Prediction and Classification of Vehicle Traffic Congestion in Bandung City Using the Random Forest and K-Nearest Neighbour Algorithm
Authors
| Issue | Vol. 11 No. 2 (2025) |
| Published | 1 December 2025 |
| Section | Articles |
| Pages | 90-110 |
Abstract
Traffic congestion remains one of the problems that continue to arise, especially in urban areas, one
of which is Bandung City, when the causes of the problem are not managed properly. Continuous
management of the causes of congestion problems will result in a controlled traffic system for the
foreseeable future. This condition can be achieved if there is a congestion classification prediction
system available. A reliable prediction and classification system can support the government in
formulating data-based traffic management strategies. The Random Forest and K-Nearest
Neighbour machine learning classification methods are strengthened with time-based feature
expansion to capture traffic behavior in various time frames, so that the objectives can be achieved.

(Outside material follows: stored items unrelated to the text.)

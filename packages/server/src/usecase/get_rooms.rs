//! UseCase: Room 一覧取得

use std::sync::Arc;

use crate::domain::{ChatRepository, Room};

/// Room 一覧取得のユースケース
pub struct GetRoomsUseCase {
    repository: Arc<dyn ChatRepository>,
}

impl GetRoomsUseCase {
    pub fn new(repository: Arc<dyn ChatRepository>) -> Self {
        Self { repository }
    }

    /// 全ての Room を ID 順に返す
    pub async fn execute(&self) -> Vec<Room> {
        self.repository.list_rooms().await
    }
}
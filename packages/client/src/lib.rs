//! Lounge chat client.
//!
//! A [`transport::Transport`] carries the wire events to a live server, or to
//! a [`simulation::LocalSimulation`] when no server answers. The
//! [`session::ChatSession`] façade keeps the observable chat view on top of it.

pub mod auth;
pub mod cli;
pub mod config;
pub mod error;
pub mod history;
pub mod identity;
pub mod session;
pub mod simulation;
pub mod transport;
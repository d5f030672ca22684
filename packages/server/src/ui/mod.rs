//! UI layer: axum router, handlers and server lifecycle.

pub mod handler;
pub mod server;
pub mod signal;
pub mod state;

pub use server::Server;
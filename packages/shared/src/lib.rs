//! Utilities shared by the Lounge server and client packages.

pub mod logger;
pub mod time;
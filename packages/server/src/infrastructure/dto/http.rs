//! HTTP API DTOs.

use serde::{Deserialize, Serialize};

use super::websocket::{MessageDto, MessageSenderDto, UserProfileDto};

/// Entry of `GET /api/rooms`.
#[derive(Debug, Clone, PartialEq, Eq, Serialize, Deserialize)]
#[serde(rename_all = "camelCase")]
pub struct RoomSummaryDto {
    pub id: String,
    pub name: String,
    pub members: Vec<String>,
    pub message_count: usize,
}

/// Body of `GET /api/rooms/{room_id}`.
#[derive(Debug, Clone, PartialEq, Eq, Serialize, Deserialize)]
#[serde(rename_all = "camelCase")]
pub struct RoomDetailDto {
    pub id: String,
    pub name: String,
    pub members: Vec<UserProfileDto>,
    pub messages: Vec<MessageDto>,
}

/// Query of `GET /api/messages`.
#[derive(Debug, Clone, Default, Deserialize)]
#[serde(rename_all = "camelCase")]
pub struct MessagesQuery {
    pub room_id: Option<String>,
}

/// Body of `GET /api/messages`.
#[derive(Debug, Clone, PartialEq, Eq, Serialize, Deserialize)]
pub struct MessagesResponse {
    pub messages: Vec<MessageDto>,
}

/// Message block of `POST /api/messages`.
#[derive(Debug, Clone, PartialEq, Eq, Serialize, Deserialize)]
#[serde(rename_all = "camelCase")]
pub struct PersistMessageBody {
    #[serde(default)]
    pub content: Option<String>,
    #[serde(default)]
    pub sender: Option<MessageSenderDto>,
    /// Unix milliseconds; the server clock is used when absent.
    #[serde(default, skip_serializing_if = "Option::is_none")]
    pub timestamp: Option<i64>,
}

/// Body of `POST /api/messages`.
#[derive(Debug, Clone, PartialEq, Eq, Serialize, Deserialize)]
#[serde(rename_all = "camelCase")]
pub struct PersistMessageRequest {
    #[serde(default)]
    pub room_id: Option<String>,
    #[serde(default)]
    pub message: Option<PersistMessageBody>,
}

/// Response of `POST /api/messages`.
#[derive(Debug, Clone, PartialEq, Eq, Serialize, Deserialize)]
pub struct PersistMessageResponse {
    pub message: String,
    pub data: MessageDto,
}

/// Error body.
#[derive(Debug, Clone, PartialEq, Eq, Serialize, Deserialize)]
pub struct ErrorResponse {
    pub error: String,
}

The dataset obtained from Area Traffic Control System Bandung includes traffic flow recorded at
15-minute intervals at several intersections. Additional features such as red light duration, road
width, and spatial proximity to residential and commercial areas are included to improve model
performance. The results show that the Random Forest classifier with time-based feature expansion
outperforms K-Nearest Neighbors, achieving the highest performance of 96%. These results show
the potential contribution in short-term traffic prediction and its effectiveness in supporting urban
traffic planning and congestion mitigation efforts in Bandung.